◆ PROBLEM REQUIREMENTS ◆
Please return each record exactly as it stands.

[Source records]

//! Motor controller trait and the no-op model controller.

use std::collections::HashMap;

use animat_core::types::ControlMode;

use crate::partition::ControlPartition;

// ---------------------------------------------------------------------------
// MotorController
// ---------------------------------------------------------------------------

/// Per-step target generator for one body.
///
/// Each target method returns a map restricted to the joints of its mode
/// group. The defaults return zeros, so an implementation only overrides the
/// modes it drives. `iteration` counts up from zero.
pub trait MotorController: Send + Sync {
    /// Joint groups and torque limits this controller was built with.
    fn partition(&self) -> &ControlPartition;

    /// Advance internal state. Called once per body per step, before any
    /// target query.
    fn step(&mut self, _iteration: u64, _time: f64, _timestep: f64) {}

    /// Target angles for the position group.
    fn positions(&mut self, _iteration: u64, _time: f64, _timestep: f64) -> HashMap<String, f32> {
        self.partition().zeros(ControlMode::Position)
    }

    /// Target velocities for the velocity group.
    fn velocities(&mut self, _iteration: u64, _time: f64, _timestep: f64) -> HashMap<String, f32> {
        self.partition().zeros(ControlMode::Velocity)
    }

    /// Torques for the torque group, before clamping.
    fn torques(&mut self, _iteration: u64, _time: f64, _timestep: f64) -> HashMap<String, f32> {
        self.partition().zeros(ControlMode::Torque)
    }
}

// ---------------------------------------------------------------------------
// ModelController
// ---------------------------------------------------------------------------

/// Controller that holds every joint at zero.
#[derive(Debug, Clone, Default, PartialEq)]
pub struct ModelController {
    partition: ControlPartition,
}

impl ModelController {
    pub const fn new(partition: ControlPartition) -> Self {
        Self { partition }
    }
}

impl MotorController for ModelController {
    fn partition(&self) -> &ControlPartition {
        &self.partition
    }
}

// ---------------------------------------------------------------------------
// Tests
// ---------------------------------------------------------------------------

◆ SOLUTION TO THE EXERCISE ◆
//! Motor controller trait and the no-op model controller.

use std::collections::HashMap;

use animat_core::types::ControlMode;

use crate::partition::ControlPartition;

// ---------------------------------------------------------------------------
// MotorController
// ---------------------------------------------------------------------------

/// Per-step target generator for one body.
///
/// Each target method returns a map restricted to the joints of its mode
/// group. The defaults return zeros, so an implementation only overrides the
/// modes it drives. `iteration` counts up from zero.
pub trait MotorController: Send + Sync {
    /// Joint groups and torque limits this controller was built with.
    fn partition(&self) -> &ControlPartition;

    /// Advance internal state. Called once per body per step, before any
    /// target query.
    fn step(&mut self, _iteration: u64, _time: f64, _timestep: f64) {}

    /// Target angles for the position group.
    fn positions(&mut self, _iteration: u64, _time: f64, _timestep: f64) -> HashMap<String, f32> {
        self.partition().zeros(ControlMode::Position)
    }

    /// Target velocities for the velocity group.
    fn velocities(&mut self, _iteration: u64, _time: f64, _timestep: f64) -> HashMap<String, f32> {
        self.partition().zeros(ControlMode::Velocity)
    }

    /// Torques for the torque group, before clamping.
    fn torques(&mut self, _iteration: u64, _time: f64, _timestep: f64) -> HashMap<String, f32> {
        self.partition().zeros(ControlMode::Torque)
    }
}

// ---------------------------------------------------------------------------
// ModelController
// ---------------------------------------------------------------------------

/// Controller that holds every joint at zero.
#[derive(Debug, Clone, Default, PartialEq)]
pub struct ModelController {
    partition: ControlPartition,
}

impl ModelController {
    pub const fn new(partition: ControlPartition) -> Self {
        Self { partition }
    }
}

impl MotorController for ModelController {
    fn partition(&self) -> &ControlPartition {
        &self.partition
    }
}

// ---------------------------------------------------------------------------
// Tests
// ---------------------------------------------------------------------------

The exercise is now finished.